→ **PROBLEM TO WORK ON**:
Find the string "repository" in the records and copy each line where it occurs.

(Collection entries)
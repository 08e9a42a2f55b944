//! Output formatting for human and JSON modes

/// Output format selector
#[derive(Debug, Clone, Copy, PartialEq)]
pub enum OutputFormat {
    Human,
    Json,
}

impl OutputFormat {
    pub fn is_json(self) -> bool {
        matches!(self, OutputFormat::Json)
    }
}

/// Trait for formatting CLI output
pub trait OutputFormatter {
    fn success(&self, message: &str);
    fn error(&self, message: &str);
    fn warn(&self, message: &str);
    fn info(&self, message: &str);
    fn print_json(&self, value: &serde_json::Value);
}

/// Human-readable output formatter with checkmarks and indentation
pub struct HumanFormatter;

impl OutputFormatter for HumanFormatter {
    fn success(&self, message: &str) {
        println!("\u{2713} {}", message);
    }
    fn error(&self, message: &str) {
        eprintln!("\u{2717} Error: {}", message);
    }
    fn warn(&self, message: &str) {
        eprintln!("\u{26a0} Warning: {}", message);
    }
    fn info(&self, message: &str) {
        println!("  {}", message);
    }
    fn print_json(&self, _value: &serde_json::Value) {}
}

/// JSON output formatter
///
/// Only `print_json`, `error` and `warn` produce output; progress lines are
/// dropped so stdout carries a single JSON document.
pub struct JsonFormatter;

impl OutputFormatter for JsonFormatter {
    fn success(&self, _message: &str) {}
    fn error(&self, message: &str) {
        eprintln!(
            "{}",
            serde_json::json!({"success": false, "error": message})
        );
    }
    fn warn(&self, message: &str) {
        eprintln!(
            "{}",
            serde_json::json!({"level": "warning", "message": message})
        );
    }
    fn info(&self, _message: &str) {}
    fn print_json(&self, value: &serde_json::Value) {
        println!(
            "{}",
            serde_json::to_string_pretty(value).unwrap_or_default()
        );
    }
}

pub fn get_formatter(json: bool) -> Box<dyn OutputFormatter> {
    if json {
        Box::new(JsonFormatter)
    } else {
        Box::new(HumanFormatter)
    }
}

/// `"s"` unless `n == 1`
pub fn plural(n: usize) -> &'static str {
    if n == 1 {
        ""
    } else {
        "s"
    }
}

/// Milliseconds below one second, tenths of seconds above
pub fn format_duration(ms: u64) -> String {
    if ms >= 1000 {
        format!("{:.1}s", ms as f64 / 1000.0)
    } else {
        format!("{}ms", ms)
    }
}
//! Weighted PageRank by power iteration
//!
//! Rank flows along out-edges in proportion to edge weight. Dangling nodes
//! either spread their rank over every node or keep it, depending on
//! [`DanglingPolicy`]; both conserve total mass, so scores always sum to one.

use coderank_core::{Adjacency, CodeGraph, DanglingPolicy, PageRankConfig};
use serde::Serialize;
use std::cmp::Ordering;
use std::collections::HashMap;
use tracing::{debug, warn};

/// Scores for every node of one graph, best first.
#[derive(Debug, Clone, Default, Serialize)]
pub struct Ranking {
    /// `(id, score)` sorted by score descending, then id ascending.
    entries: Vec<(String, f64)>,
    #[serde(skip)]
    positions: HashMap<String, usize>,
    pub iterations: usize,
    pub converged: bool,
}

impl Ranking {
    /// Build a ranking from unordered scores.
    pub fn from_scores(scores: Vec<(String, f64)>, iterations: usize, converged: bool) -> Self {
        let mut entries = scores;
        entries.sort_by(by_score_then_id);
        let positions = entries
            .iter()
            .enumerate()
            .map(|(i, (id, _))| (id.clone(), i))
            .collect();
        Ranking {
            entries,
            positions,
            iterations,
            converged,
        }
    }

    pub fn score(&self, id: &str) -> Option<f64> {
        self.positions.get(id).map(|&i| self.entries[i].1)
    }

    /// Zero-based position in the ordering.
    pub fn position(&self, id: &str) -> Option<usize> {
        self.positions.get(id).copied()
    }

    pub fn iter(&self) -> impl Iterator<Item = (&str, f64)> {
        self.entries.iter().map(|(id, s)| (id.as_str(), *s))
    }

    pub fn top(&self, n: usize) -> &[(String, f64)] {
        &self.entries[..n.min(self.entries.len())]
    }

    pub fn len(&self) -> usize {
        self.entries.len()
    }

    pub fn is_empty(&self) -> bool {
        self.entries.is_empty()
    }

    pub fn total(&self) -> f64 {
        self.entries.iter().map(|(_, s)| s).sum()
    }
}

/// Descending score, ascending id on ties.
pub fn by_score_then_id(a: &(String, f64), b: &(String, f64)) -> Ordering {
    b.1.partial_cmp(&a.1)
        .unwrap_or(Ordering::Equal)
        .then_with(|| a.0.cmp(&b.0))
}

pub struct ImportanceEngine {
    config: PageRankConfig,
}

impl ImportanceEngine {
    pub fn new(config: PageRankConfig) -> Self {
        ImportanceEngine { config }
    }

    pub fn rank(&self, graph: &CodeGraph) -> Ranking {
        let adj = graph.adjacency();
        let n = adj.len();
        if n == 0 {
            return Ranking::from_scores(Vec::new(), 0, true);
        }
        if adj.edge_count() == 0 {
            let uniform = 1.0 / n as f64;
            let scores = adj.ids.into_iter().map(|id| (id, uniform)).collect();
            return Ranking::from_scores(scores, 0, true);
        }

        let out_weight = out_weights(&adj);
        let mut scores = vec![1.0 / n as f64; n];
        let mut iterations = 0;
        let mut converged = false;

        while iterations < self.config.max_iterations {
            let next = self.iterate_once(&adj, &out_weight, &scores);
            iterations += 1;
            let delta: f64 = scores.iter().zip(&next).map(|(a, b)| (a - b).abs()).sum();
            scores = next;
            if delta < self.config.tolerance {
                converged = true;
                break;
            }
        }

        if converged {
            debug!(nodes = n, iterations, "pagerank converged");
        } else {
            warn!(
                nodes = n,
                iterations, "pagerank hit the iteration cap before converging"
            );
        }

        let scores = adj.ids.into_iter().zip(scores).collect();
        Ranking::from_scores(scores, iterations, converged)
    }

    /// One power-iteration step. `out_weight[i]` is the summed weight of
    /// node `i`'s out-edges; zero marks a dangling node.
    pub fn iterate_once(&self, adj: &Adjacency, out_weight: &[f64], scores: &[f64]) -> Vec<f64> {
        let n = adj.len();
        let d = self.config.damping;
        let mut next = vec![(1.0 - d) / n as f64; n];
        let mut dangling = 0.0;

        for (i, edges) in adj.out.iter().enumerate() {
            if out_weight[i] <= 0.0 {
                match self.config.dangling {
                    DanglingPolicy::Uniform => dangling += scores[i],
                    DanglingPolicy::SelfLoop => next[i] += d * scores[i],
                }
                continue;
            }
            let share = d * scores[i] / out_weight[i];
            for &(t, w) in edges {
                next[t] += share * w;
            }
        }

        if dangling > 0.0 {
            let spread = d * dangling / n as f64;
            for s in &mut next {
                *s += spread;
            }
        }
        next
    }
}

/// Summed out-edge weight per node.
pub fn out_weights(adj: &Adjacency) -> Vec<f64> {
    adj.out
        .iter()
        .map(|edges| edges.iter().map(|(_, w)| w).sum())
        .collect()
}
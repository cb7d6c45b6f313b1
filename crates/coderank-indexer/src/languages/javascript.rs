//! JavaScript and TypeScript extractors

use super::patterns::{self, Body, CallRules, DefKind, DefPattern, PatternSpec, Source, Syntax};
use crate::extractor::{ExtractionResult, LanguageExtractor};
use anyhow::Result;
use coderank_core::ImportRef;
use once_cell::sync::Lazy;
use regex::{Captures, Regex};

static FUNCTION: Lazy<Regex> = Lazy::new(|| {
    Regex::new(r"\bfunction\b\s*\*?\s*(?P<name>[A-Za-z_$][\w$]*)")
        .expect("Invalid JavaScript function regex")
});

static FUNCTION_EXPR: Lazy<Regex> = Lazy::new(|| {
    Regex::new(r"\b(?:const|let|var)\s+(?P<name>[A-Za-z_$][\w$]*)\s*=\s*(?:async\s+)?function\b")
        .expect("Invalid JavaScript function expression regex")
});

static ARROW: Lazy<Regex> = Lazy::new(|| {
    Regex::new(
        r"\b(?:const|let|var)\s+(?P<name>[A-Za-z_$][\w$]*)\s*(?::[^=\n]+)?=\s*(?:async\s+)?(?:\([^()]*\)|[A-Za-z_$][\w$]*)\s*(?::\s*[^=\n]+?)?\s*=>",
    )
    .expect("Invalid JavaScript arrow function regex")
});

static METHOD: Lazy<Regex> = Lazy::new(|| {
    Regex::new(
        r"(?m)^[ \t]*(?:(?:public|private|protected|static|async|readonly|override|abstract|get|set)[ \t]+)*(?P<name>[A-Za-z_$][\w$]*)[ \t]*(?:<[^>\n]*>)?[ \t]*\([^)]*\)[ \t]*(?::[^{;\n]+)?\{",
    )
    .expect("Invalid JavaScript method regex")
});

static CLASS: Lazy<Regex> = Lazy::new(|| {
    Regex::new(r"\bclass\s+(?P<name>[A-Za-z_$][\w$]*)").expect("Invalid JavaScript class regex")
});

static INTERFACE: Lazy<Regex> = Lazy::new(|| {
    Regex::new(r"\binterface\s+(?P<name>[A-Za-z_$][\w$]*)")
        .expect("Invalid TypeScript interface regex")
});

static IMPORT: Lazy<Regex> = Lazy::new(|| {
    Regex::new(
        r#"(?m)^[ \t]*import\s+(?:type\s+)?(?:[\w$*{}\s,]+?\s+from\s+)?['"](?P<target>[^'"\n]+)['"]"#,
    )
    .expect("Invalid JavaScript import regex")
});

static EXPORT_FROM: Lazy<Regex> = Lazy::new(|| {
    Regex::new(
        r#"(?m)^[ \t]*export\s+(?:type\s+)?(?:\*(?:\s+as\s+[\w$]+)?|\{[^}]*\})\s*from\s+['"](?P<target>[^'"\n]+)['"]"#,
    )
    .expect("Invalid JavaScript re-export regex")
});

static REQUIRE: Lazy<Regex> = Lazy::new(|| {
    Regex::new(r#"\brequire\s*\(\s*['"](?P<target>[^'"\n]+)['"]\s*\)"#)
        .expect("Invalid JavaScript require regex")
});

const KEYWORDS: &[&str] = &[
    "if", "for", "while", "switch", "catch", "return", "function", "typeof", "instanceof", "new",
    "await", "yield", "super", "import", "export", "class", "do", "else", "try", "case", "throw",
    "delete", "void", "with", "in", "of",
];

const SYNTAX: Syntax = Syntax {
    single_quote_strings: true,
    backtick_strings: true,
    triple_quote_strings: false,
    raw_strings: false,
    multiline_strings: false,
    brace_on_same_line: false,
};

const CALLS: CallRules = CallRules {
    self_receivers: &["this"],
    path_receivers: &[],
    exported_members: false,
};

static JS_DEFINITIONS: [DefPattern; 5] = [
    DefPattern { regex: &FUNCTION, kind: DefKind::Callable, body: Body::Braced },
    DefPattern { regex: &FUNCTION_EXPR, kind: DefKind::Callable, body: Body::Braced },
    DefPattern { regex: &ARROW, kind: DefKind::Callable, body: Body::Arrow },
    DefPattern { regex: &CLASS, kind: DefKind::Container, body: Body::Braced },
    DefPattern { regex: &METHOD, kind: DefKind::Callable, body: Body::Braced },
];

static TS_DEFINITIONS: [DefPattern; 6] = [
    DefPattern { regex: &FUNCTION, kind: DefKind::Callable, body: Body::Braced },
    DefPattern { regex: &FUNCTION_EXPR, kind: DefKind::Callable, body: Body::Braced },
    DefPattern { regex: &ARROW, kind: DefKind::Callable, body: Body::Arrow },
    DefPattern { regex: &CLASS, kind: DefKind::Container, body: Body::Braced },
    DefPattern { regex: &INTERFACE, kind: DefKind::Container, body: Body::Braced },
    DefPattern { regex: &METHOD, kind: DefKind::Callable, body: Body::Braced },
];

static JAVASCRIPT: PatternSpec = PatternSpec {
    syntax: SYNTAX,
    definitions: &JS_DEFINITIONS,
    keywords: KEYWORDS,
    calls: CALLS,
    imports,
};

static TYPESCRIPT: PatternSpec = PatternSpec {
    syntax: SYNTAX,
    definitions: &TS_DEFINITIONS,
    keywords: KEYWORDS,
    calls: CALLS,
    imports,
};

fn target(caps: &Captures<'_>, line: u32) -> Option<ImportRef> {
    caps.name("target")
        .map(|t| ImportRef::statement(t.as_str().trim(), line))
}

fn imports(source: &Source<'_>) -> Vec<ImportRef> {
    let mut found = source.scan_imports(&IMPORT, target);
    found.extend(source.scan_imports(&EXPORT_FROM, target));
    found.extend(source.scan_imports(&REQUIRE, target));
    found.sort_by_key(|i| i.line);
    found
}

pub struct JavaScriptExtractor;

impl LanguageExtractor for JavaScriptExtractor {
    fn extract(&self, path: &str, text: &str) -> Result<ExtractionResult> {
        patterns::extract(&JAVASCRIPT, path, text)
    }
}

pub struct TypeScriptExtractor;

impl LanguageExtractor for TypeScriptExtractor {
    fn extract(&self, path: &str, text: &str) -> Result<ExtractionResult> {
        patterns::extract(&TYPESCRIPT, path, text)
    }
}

→ **ANSWER BOX**:
repository 08e9a42a2f55b944
repository cb7d6c45b6f313b1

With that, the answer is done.